The baby boomer generation is retiring and that has placed increased pressure on the health care industry as a whole. Home care, which can include medical services, also known as home health care, has been the number one job creator in the country because of this growing demographic of seniors in the United States.
However, in a recent study published by the Journal of the American Geriatrics Society, it was found that although there was a relatively small increase in the number of home based medical care visits to seniors, many elderly men and women were still struggling to receive adequate care at home.
As noted in the Journal of the American Geriatrics Society, in a study, Use of Home-Based Medical Care and Disparities, conducted by Nengliang (Aaron) Yao, PhD, Christine Ritchie, MD, Thomas Cornwell, MD, and Bruce Leff, MD, their objective was listed as:
“To examine the volume of home‐based medical care (HBMC) visits made to frail older adults between 2011 and 2014 and sex, racial, ethnic, frailty‐related comorbidity, and geographic disparities in HBMC use.”
And the conclusion:
“Although there was a small increase in the use of HBMC between 2011 and 2014, the majority of eligible home‐limited individuals have not received medical care at home, particularly rural residents and those living in underserved states. More HBMC practices are needed, and programs may need to integrate telemedicine to expand HBMC in rural communities.”
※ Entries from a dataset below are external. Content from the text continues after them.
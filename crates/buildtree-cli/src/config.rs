use std::fs;
use std::path::{Path, PathBuf};

use anyhow::{anyhow, Context, Result};
use buildtree_builder::{BuildEnvironment, BuildLayout, DEFAULT_RUNTIME_SUBDIR};
use buildtree_catalog::DEFAULT_DOWNLOAD_WIDTH;
use serde::Deserialize;

use crate::GlobalArgs;

pub const DEFAULT_CONFIG_FILE: &str = "buildtree.toml";

/// Contents of `buildtree.toml`. Every key is optional.
#[derive(Debug, Clone, Default, PartialEq, Eq, Deserialize)]
#[serde(deny_unknown_fields)]
pub struct FileConfig {
    pub manifest: Option<PathBuf>,
    pub source_dir: Option<PathBuf>,
    pub install_dir: Option<PathBuf>,
    pub pnet_dir: Option<PathBuf>,
    pub configure_options: Option<String>,
    pub runtime_subdir: Option<String>,
    pub download_width: Option<usize>,
}

impl FileConfig {
    pub fn from_toml_str(input: &str) -> Result<Self> {
        toml::from_str(input).context("failed to parse configuration")
    }

    /// Relative paths in the file are taken relative to the file itself.
    fn rebase(mut self, base: &Path) -> Self {
        for path in [
            &mut self.manifest,
            &mut self.source_dir,
            &mut self.install_dir,
            &mut self.pnet_dir,
        ]
        .into_iter()
        .flatten()
        {
            if path.is_relative() {
                *path = base.join(&*path);
            }
        }
        self
    }
}

/// Load the explicit configuration file, or `buildtree.toml` from the
/// current directory when it exists.
pub fn load_config_file(explicit: Option<&Path>) -> Result<FileConfig> {
    let path = match explicit {
        Some(path) => path.to_path_buf(),
        None => {
            let default = PathBuf::from(DEFAULT_CONFIG_FILE);
            if !default.is_file() {
                return Ok(FileConfig::default());
            }
            default
        }
    };

    let raw = fs::read_to_string(&path)
        .with_context(|| format!("failed to read config file: {}", path.display()))?;
    let config = FileConfig::from_toml_str(&raw)
        .with_context(|| format!("invalid config file: {}", path.display()))?;
    let base = path
        .parent()
        .filter(|parent| !parent.as_os_str().is_empty())
        .unwrap_or_else(|| Path::new("."));
    Ok(config.rebase(base))
}

/// Effective settings: command-line flags win over the file, the file wins
/// over defaults.
#[derive(Debug, Clone, PartialEq, Eq)]
pub struct Settings {
    manifest: Option<PathBuf>,
    source_dir: Option<PathBuf>,
    install_dir: Option<PathBuf>,
    /// pnet installation whose class libraries `ILDJIT_PATH` points at.
    pub pnet_dir: Option<PathBuf>,
    pub configure_options: String,
    pub runtime_subdir: String,
    pub download_width: usize,
}

impl Settings {
    pub fn resolve(file: FileConfig, flags: &GlobalArgs) -> Result<Self> {
        let download_width = file.download_width.unwrap_or(DEFAULT_DOWNLOAD_WIDTH);
        if download_width == 0 {
            return Err(anyhow!("download_width must be at least 1"));
        }
        Ok(Self {
            manifest: flags.manifest.clone().or(file.manifest),
            source_dir: flags.source_dir.clone().or(file.source_dir),
            install_dir: flags.install_dir.clone().or(file.install_dir),
            pnet_dir: flags.pnet_dir.clone().or(file.pnet_dir),
            configure_options: flags
                .configure_options
                .clone()
                .or(file.configure_options)
                .unwrap_or_default(),
            runtime_subdir: file
                .runtime_subdir
                .unwrap_or_else(|| DEFAULT_RUNTIME_SUBDIR.to_string()),
            download_width,
        })
    }

    pub fn manifest(&self) -> Result<&Path> {
        required(self.manifest.as_deref(), "manifest", "--manifest")
    }

    pub fn source_dir(&self) -> Result<&Path> {
        required(self.source_dir.as_deref(), "source_dir", "--source-dir")
    }

    pub fn install_dir(&self) -> Result<&Path> {
        required(self.install_dir.as_deref(), "install_dir", "--install-dir")
    }

    pub fn layout(&self) -> Result<BuildLayout> {
        Ok(BuildLayout::new(self.source_dir()?, self.install_dir()?))
    }

    pub fn environment(&self, layout: &BuildLayout) -> BuildEnvironment {
        BuildEnvironment::from_process(layout, &self.runtime_subdir)
            .with_pnet_dir(self.pnet_dir.as_deref())
    }
}

fn required<'a>(value: Option<&'a Path>, key: &str, flag: &str) -> Result<&'a Path> {
    value.ok_or_else(|| {
        anyhow!("no {key} configured; pass {flag} or set `{key}` in {DEFAULT_CONFIG_FILE}")
    })
}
There are many factors that can contribute to these issues, not the least of which involves location. In rural communities, the greatest struggle was seen among seniors seeking home health care support. This may be due to population, distance between prospective clients’ homes, and a number of other factors, but if these aging seniors require home care and yet there are not enough agencies or providers to offer these services, it means opportunities are likely being missed.
Many of the home care agencies and providers that are discussed within major media outlets are likely within metropolitan regions, either in the cities themselves or closer suburbs. For population numbers that are greater, there is an increased likelihood that these seniors are receiving the care they need (or at least have better access to them).
In states where home health care is underserved, there may need to be greater focus within the industry to find ways of delivering these important and sometimes crucial services to an aging population. Seniors in metropolitan regions in more populated areas across the country are certainly gaining better access to improved care, but those in some rural regions have actually seen access to care trimmed.